Description of the task: Restate every record exactly, with nothing skipped.

────────────────────────────────────────

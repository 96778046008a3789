pub mod finder;
pub mod request;
pub mod shared;

pub mod prelude {
    pub use crate::finder::{Error, Finder, nearest, solve};
    pub use crate::request::{Config, FieldPolicy, Marker, RawMarker, Request};
    pub use crate::shared::geo::{Coordinate, CoordinateError, Distance, EARTH_RADIUS_KM};
}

────────────────────────────────────────

Solution:
repository 96778046008a3789
pub mod finder;
pub mod request;
pub mod shared;

pub mod prelude {
    pub use crate::finder::{Error, Finder, nearest, solve};
    pub use crate::request::{Config, FieldPolicy, Marker, RawMarker, Request};
    pub use crate::shared::geo::{Coordinate, CoordinateError, Distance, EARTH_RADIUS_KM};
}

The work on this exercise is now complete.